By Peter Stangel, Backyard Birding, Volume 1, published by BowTie Magazines, publisher of BIRD TALK Magazine and BirdChannel.com
Cleaning bird feeders regularly reduces the chance of diseases spreading.
Wild bird feeding is enjoyed by millions of people in North America. It’s a great way to introduce newcomers to the pleasures of birding, and it provides superb opportunities to watch wild birds up close and learn about their lives. Bird feeding also may benefit wild birds in terms of providing sustenance during periods of stress.
In return for the pleasure of their company, it’s our obligation to keep wild birds’ feeding places clean. Cleaning bird feeders and feeding areas, as well as changing bird food regularly, can help reduce the possibility of disease transmission.

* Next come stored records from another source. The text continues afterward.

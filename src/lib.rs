pub(crate) mod codec;
pub mod config;
mod database;
mod error;
mod key;
mod schema;
pub mod session;
pub(crate) mod storage;
mod transaction;
mod upgrade;
pub(crate) mod util;

pub use database::{Database, Factory};
pub use error::{Error, OpenError};
pub use key::{KeyPath, KeyValue};
pub use schema::{CollectionSchema, IndexOptions, IndexSchema, Schema};
#[cfg(target_family = "wasm")]
pub use storage::idb::IdbProvider;
pub use storage::memory::{MemProvider, MemStorage};
#[cfg(not(target_family = "wasm"))]
pub use storage::sqlite::{SqliteProvider, SqliteStorage};
pub use storage::{AtomicStorage, IAtomicStorage, IStorageProvider, StorageProvider};
pub use transaction::{Collection, Index, Transaction, TransactionMode};
pub use upgrade::{CollectionUpgrade, VersionChange};

pub type Key = Vec<u8>;
pub type KeyRef<'a> = &'a [u8];

pub type Value = Vec<u8>;
pub type ValueRef<'a> = &'a [u8];
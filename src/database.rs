use std::collections::HashMap;
use std::sync::{Arc, Mutex};

use anyhow::Context;
use futures_locks::RwLock;
use tracing::{debug, info};

use crate::codec;
use crate::schema::Schema;
use crate::storage::{AtomicStorage, StorageProvider};
use crate::transaction::{Transaction, TransactionMode, WorkGuard};
use crate::upgrade::VersionChange;
use crate::OpenError;

/// Opens named databases from a [`StorageProvider`].
///
/// All connections to the same name that were opened through one factory share a scheduler: any
/// number of read-only transactions may run together, a read-write transaction or a schema
/// upgrade runs alone.
#[derive(Clone)]
pub struct Factory {
    provider: StorageProvider,
    registry: Arc<Mutex<HashMap<String, RegistryEntry>>>,
}

struct RegistryEntry {
    lock: RwLock<()>,
    /// Connections that finished opening and are not closed yet
    connections: usize,
}

/// One open connection, released by [`ConnectionGuard::drop`]
struct ConnectionGuard {
    registry: Arc<Mutex<HashMap<String, RegistryEntry>>>,
    name: String,
}

/// Connection to a named database. Clones share the connection, it is closed when the last clone
/// is dropped or [`Database::close`] is called on it.
#[derive(Clone)]
pub struct Database {
    inner: Arc<DatabaseInner>,
}

struct DatabaseInner {
    name: String,
    version: u32,
    schema: Arc<Schema>,
    storage: AtomicStorage,
    lock: RwLock<()>,
    _connection: ConnectionGuard,
}

impl Factory {
    pub fn new(provider: StorageProvider) -> Self {
        Self {
            provider,
            registry: Default::default(),
        }
    }

    /// Opens `name` at `version`, creating it if needed.
    ///
    /// `upgrade` runs only if the stored version is older than `version` (a missing database has
    /// version 0), and then exactly once. Its schema edits are stored together with the new
    /// version; if it fails nothing is stored.
    pub async fn open<F>(&self, name: &str, version: u32, upgrade: F) -> Result<Database, OpenError>
    where
        F: FnOnce(&mut VersionChange) -> anyhow::Result<()>,
    {
        if version == 0 {
            return Err(OpenError::InvalidVersion);
        }

        let lock = self.scheduler(name);

        let storage = self
            .provider
            .open_storage(name)
            .await
            .map_err(|cause| OpenError::Unavailable {
                name: name.to_owned(),
                cause,
            })?;

        // Waits for transactions of other connections to finish
        let exclusive = lock.write().await;

        let stored_version = read_version(&storage)
            .await
            .map_err(|cause| storage_error(name, cause))?;
        let stored_schema = read_schema(&storage)
            .await
            .map_err(|cause| storage_error(name, cause))?;

        if stored_version > version {
            return Err(OpenError::VersionTooLow {
                name: name.to_owned(),
                requested: version,
                stored: stored_version,
            });
        }

        let (connection, schema) = if stored_version < version {
            let connections = self.connections(name);
            if connections != 0 {
                return Err(OpenError::Blocked {
                    name: name.to_owned(),
                    connections,
                });
            }
            // Counted before the lock is released, so a later upgrade sees this connection
            let connection = self.connect(name);
            info!(
                "Upgrading database {} from version {} to {}",
                name, stored_version, version
            );
            let schema = run_upgrade(
                storage.clone(),
                stored_version,
                version,
                stored_schema,
                upgrade,
                WorkGuard::Exclusive { _guard: exclusive },
            )
            .await
            .map_err(|cause| OpenError::UpgradeAborted {
                name: name.to_owned(),
                cause,
            })?;
            (connection, schema)
        } else {
            let connection = self.connect(name);
            drop(exclusive);
            (connection, stored_schema)
        };

        debug!("Opened database {} at version {}", name, version);
        Ok(Database {
            inner: Arc::new(DatabaseInner {
                name: name.to_owned(),
                version,
                schema: Arc::new(schema),
                storage,
                lock,
                _connection: connection,
            }),
        })
    }

    /// Deletes `name` and all its data. Fails with [`OpenError::Blocked`] while connections to it
    /// are open.
    pub async fn delete_database(&self, name: &str) -> Result<(), OpenError> {
        let lock = self.scheduler(name);
        let _exclusive = lock.write().await;

        let connections = self.connections(name);
        if connections != 0 {
            return Err(OpenError::Blocked {
                name: name.to_owned(),
                connections,
            });
        }

        self.provider
            .delete_storage(name)
            .await
            .map_err(|cause| storage_error(name, cause))?;

        info!("Deleted database {}", name);
        Ok(())
    }

    /// Number of connections to `name` that got past the version check and are not closed yet
    pub fn connections(&self, name: &str) -> usize {
        self.registry
            .lock()
            .expect("poisoned")
            .get(name)
            .map_or(0, |entry| entry.connections)
    }

    fn scheduler(&self, name: &str) -> RwLock<()> {
        self.registry
            .lock()
            .expect("poisoned")
            .entry(name.to_owned())
            .or_insert_with(|| RegistryEntry {
                lock: RwLock::new(()),
                connections: 0,
            })
            .lock
            .clone()
    }

    /// Counts an opened connection to `name`, which must hold the exclusive lock of `name`
    fn connect(&self, name: &str) -> ConnectionGuard {
        let mut registry = self.registry.lock().expect("poisoned");
        if let Some(entry) = registry.get_mut(name) {
            entry.connections += 1;
        }
        ConnectionGuard {
            registry: self.registry.clone(),
            name: name.to_owned(),
        }
    }
}

impl Drop for ConnectionGuard {
    fn drop(&mut self) {
        let mut registry = self.registry.lock().expect("poisoned");
        if let Some(entry) = registry.get_mut(&self.name) {
            entry.connections = entry.connections.saturating_sub(1);
        }
    }
}

async fn run_upgrade<F>(
    storage: AtomicStorage,
    old_version: u32,
    new_version: u32,
    old_schema: Schema,
    upgrade: F,
    guard: WorkGuard,
) -> anyhow::Result<Schema>
where
    F: FnOnce(&mut VersionChange) -> anyhow::Result<()>,
{
    let mut change = VersionChange::new(old_version, new_version, old_schema.clone());
    upgrade(&mut change).context("upgrade callback failed")?;
    let (new_schema, changes) = change.into_schema();

    let new_schema = Arc::new(new_schema);
    let tx = Transaction::new(storage, new_schema.clone(), TransactionMode::ReadWrite, guard);
    changes.apply(&tx, &old_schema, &new_schema).await?;
    tx.set(
        codec::schema_key(),
        serde_json::to_vec(new_schema.as_ref()).context("serializing schema")?,
    );
    tx.set(codec::version_key(), new_version.to_be_bytes().to_vec());
    tx.commit().await?;

    Ok(Arc::unwrap_or_clone(new_schema))
}

async fn read_version(storage: &AtomicStorage) -> anyhow::Result<u32> {
    let Some(raw) = storage.get(&codec::version_key()).await? else {
        return Ok(0);
    };
    let bytes = <[u8; 4]>::try_from(raw.as_slice())
        .map_err(|_| anyhow::anyhow!("stored version has {} bytes", raw.len()))?;
    Ok(u32::from_be_bytes(bytes))
}

async fn read_schema(storage: &AtomicStorage) -> anyhow::Result<Schema> {
    match storage.get(&codec::schema_key()).await? {
        Some(raw) => serde_json::from_slice(&raw).context("decoding stored schema"),
        None => Ok(Schema::default()),
    }
}

fn storage_error(name: &str, cause: anyhow::Error) -> OpenError {
    OpenError::Storage {
        name: name.to_owned(),
        cause,
    }
}

impl Database {
    pub fn name(&self) -> &str {
        &self.inner.name
    }

    pub fn version(&self) -> u32 {
        self.inner.version
    }

    pub fn schema(&self) -> &Schema {
        &self.inner.schema
    }

    /// Starts a unit of work, waiting until the scheduler admits it
    pub async fn transaction(&self, mode: TransactionMode) -> Transaction {
        let guard = match mode {
            TransactionMode::ReadOnly => WorkGuard::Shared {
                _guard: self.inner.lock.read().await,
            },
            TransactionMode::ReadWrite => WorkGuard::Exclusive {
                _guard: self.inner.lock.write().await,
            },
        };
        Transaction::new(
            self.inner.storage.clone(),
            self.inner.schema.clone(),
            mode,
            guard,
        )
    }

    /// Releases this handle. Running transactions keep the storage until they finish.
    pub fn close(self) {
        debug!("Closing connection to {}", self.inner.name);
    }
}
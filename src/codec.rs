//! Byte layout of everything the object store writes into an [`crate::IAtomicStorage`].
//!
//! Key encodings are order-preserving (byte order equals [`KeyValue`] order) and prefix-free (no
//! encoded key is a prefix of a different encoded key), so prefix scans over an encoded key only
//! ever return entries for exactly that key.
//!
//! | Storage key | Value |
//! |---|---|
//! | `m` `version` | stored version, `u32` big endian |
//! | `m` `schema` | JSON encoded [`crate::Schema`] |
//! | `d` collection primary-key | JSON encoded record |
//! | `i` collection index index-key primary-key | encoded primary key |

use crate::{Key, KeyValue};

const TAG_ARRAY_END: u8 = 0x00;
const TAG_NUMBER: u8 = 0x10;
const TAG_STRING: u8 = 0x20;
const TAG_ARRAY: u8 = 0x30;

const META_PREFIX: u8 = b'm';
const DATA_PREFIX: u8 = b'd';
const INDEX_PREFIX: u8 = b'i';

pub fn encode_key(key: &KeyValue) -> Key {
    let mut out = Vec::new();
    encode_key_into(key, &mut out);
    out
}

pub fn encode_key_into(key: &KeyValue, out: &mut Vec<u8>) {
    match key {
        KeyValue::Number(number) => {
            out.push(TAG_NUMBER);
            out.extend_from_slice(&encode_number(*number));
        }
        KeyValue::String(string) => {
            out.push(TAG_STRING);
            encode_str_into(string, out);
        }
        KeyValue::Array(elements) => {
            out.push(TAG_ARRAY);
            for element in elements {
                encode_key_into(element, out);
            }
            out.push(TAG_ARRAY_END);
        }
    }
}

fn encode_number(number: f64) -> [u8; 8] {
    // Both zeros compare equal as keys
    let number = if number == 0.0 { 0.0 } else { number };
    let bits = number.to_bits();
    let ordered = if bits >> 63 == 1 {
        !bits
    } else {
        bits ^ (1 << 63)
    };
    ordered.to_be_bytes()
}

/// `0x00` is escaped as `0x00 0xff`, the string ends with `0x00 0x00`.
fn encode_str_into(string: &str, out: &mut Vec<u8>) {
    for byte in string.bytes() {
        out.push(byte);
        if byte == 0x00 {
            out.push(0xff);
        }
    }
    out.extend_from_slice(&[0x00, 0x00]);
}

pub fn version_key() -> Key {
    meta_key("version")
}

pub fn schema_key() -> Key {
    meta_key("schema")
}

fn meta_key(name: &str) -> Key {
    let mut key = vec![META_PREFIX];
    key.extend_from_slice(name.as_bytes());
    key
}

/// Prefix of all records in `collection`
pub fn data_prefix(collection: &str) -> Key {
    let mut key = vec![DATA_PREFIX];
    encode_str_into(collection, &mut key);
    key
}

/// `encoded_primary_key` has to come from [`encode_key`]
pub fn data_key(collection: &str, encoded_primary_key: &[u8]) -> Key {
    let mut key = data_prefix(collection);
    key.extend_from_slice(encoded_primary_key);
    key
}

/// Prefix of all index entries of `collection`, across all its indexes
pub fn collection_index_prefix(collection: &str) -> Key {
    let mut key = vec![INDEX_PREFIX];
    encode_str_into(collection, &mut key);
    key
}

pub fn index_prefix(collection: &str, index: &str) -> Key {
    let mut key = collection_index_prefix(collection);
    encode_str_into(index, &mut key);
    key
}

/// Prefix of all entries of `index` with exactly `index_key`
pub fn index_key_prefix(collection: &str, index: &str, index_key: &KeyValue) -> Key {
    let mut key = index_prefix(collection, index);
    encode_key_into(index_key, &mut key);
    key
}

pub fn index_entry_key(
    collection: &str,
    index: &str,
    index_key: &KeyValue,
    encoded_primary_key: &[u8],
) -> Key {
    let mut key = index_key_prefix(collection, index, index_key);
    key.extend_from_slice(encoded_primary_key);
    key
}

#[cfg(test)]
mod tests {
    use rand::seq::SliceRandom;
    use rand::Rng;

    use super::{data_prefix, encode_key, index_key_prefix};
    use crate::KeyValue;

    fn random_key(rng: &mut impl Rng, depth: usize) -> KeyValue {
        let kinds = if depth == 0 { 2 } else { 3 };
        match rng.gen_range(0..kinds) {
            0 => KeyValue::Number(match rng.gen_range(0..4) {
                0 => 0.0,
                1 => -rng.gen::<f64>() * 1e6,
                2 => rng.gen_range(-5..5) as f64,
                _ => rng.gen::<f64>() * 1e6,
            }),
            1 => {
                let alphabet = ["", "\0", "a", "b", "\u{ff}", "é", "Red", "Re"];
                let len = rng.gen_range(0..3);
                KeyValue::String(
                    (0..len)
                        .map(|_| *alphabet.choose(rng).expect("non-empty"))
                        .collect(),
                )
            }
            _ => {
                let len = rng.gen_range(0..3);
                KeyValue::Array((0..len).map(|_| random_key(rng, depth - 1)).collect())
            }
        }
    }

    #[test]
    fn test_encoding_preserves_order() {
        let mut rng = rand::thread_rng();
        for _ in 0..2000 {
            let a = random_key(&mut rng, 2);
            let b = random_key(&mut rng, 2);
            assert_eq!(
                a.cmp(&b),
                encode_key(&a).cmp(&encode_key(&b)),
                "order mismatch between {a} and {b}"
            );
        }
    }

    #[test]
    fn test_encoding_is_prefix_free() {
        let mut rng = rand::thread_rng();
        for _ in 0..2000 {
            let a = random_key(&mut rng, 2);
            let b = random_key(&mut rng, 2);
            if a != b {
                assert!(
                    !encode_key(&b).starts_with(&encode_key(&a)),
                    "{a} is a prefix of {b}"
                );
            }
        }
    }

    #[test]
    fn test_layout_separates_names() {
        // "car" must not scan into "cars"
        assert!(!data_prefix("cars").starts_with(&data_prefix("car")));

        let red = index_key_prefix("cars", "cars_colour", &KeyValue::from(["Red"]));
        let re = index_key_prefix("cars", "cars_colour", &KeyValue::from(["Re"]));
        assert!(!red.starts_with(&re));
    }
}
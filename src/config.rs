use std::path::{Path, PathBuf};
use std::sync::Arc;

use serde::{Deserialize, Serialize};

use crate::session::{DATABASE_NAME, SCHEMA_VERSION};
use crate::storage::StorageProvider;
use crate::MemProvider;

/// Where the session keeps its data
#[derive(Debug, Clone, PartialEq, Eq, Serialize, Deserialize)]
#[serde(tag = "kind", rename_all = "snake_case")]
pub enum StorageBackend {
    /// Gone when the process exits
    Memory,
    /// One SQLite file per database inside `directory`
    #[cfg(not(target_family = "wasm"))]
    Sqlite { directory: PathBuf },
    /// The browser's IndexedDB
    #[cfg(target_family = "wasm")]
    IndexedDb,
}

impl Default for StorageBackend {
    #[cfg(not(target_family = "wasm"))]
    fn default() -> Self {
        StorageBackend::Sqlite {
            directory: default_data_dir(),
        }
    }

    #[cfg(target_family = "wasm")]
    fn default() -> Self {
        StorageBackend::IndexedDb
    }
}

impl StorageBackend {
    pub fn provider(&self) -> StorageProvider {
        match self {
            StorageBackend::Memory => Arc::new(MemProvider::default()),
            #[cfg(not(target_family = "wasm"))]
            StorageBackend::Sqlite { directory } => {
                Arc::new(crate::SqliteProvider::new(directory.clone()))
            }
            #[cfg(target_family = "wasm")]
            StorageBackend::IndexedDb => Arc::new(crate::IdbProvider),
        }
    }
}

#[derive(Debug, Clone, PartialEq, Eq, Serialize, Deserialize)]
#[serde(default)]
pub struct SessionConfig {
    pub database_name: String,
    pub schema_version: u32,
    pub backend: StorageBackend,
}

impl Default for SessionConfig {
    fn default() -> Self {
        Self {
            database_name: DATABASE_NAME.to_owned(),
            schema_version: SCHEMA_VERSION,
            backend: StorageBackend::default(),
        }
    }
}

pub fn default_config_path() -> PathBuf {
    PathBuf::from("carkv.toml")
}

pub fn default_data_dir() -> PathBuf {
    PathBuf::from(".carkv")
}

/// Reads the config at `path` (or `carkv.toml`), falling back to the defaults if there is none
pub fn load_config(path: Option<&Path>) -> anyhow::Result<SessionConfig> {
    let path = path.map(Path::to_path_buf).unwrap_or_else(default_config_path);
    if !path.exists() {
        return Ok(SessionConfig::default());
    }

    let contents = std::fs::read_to_string(&path)?;
    let config: SessionConfig = toml::from_str(&contents)?;
    Ok(config)
}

The first step is to buy a wild bird feeder that is easy to clean. Many manufacturers now highlight special features on bird feeders that make cleaning a breeze. Be sure that you can quickly disassemble a bird feeder to clean away bird seed residue.
Many plastic wild bird feeders can be put right into the dishwasher for easy care. Wood bird feeders can be more challenging, so be sure that the style you purchase has easy access for cleaning.
Cleaning wild bird feeders twice a month is good practice, as is raking the ground under the feeders to remove bird seed hulls and bird droppings.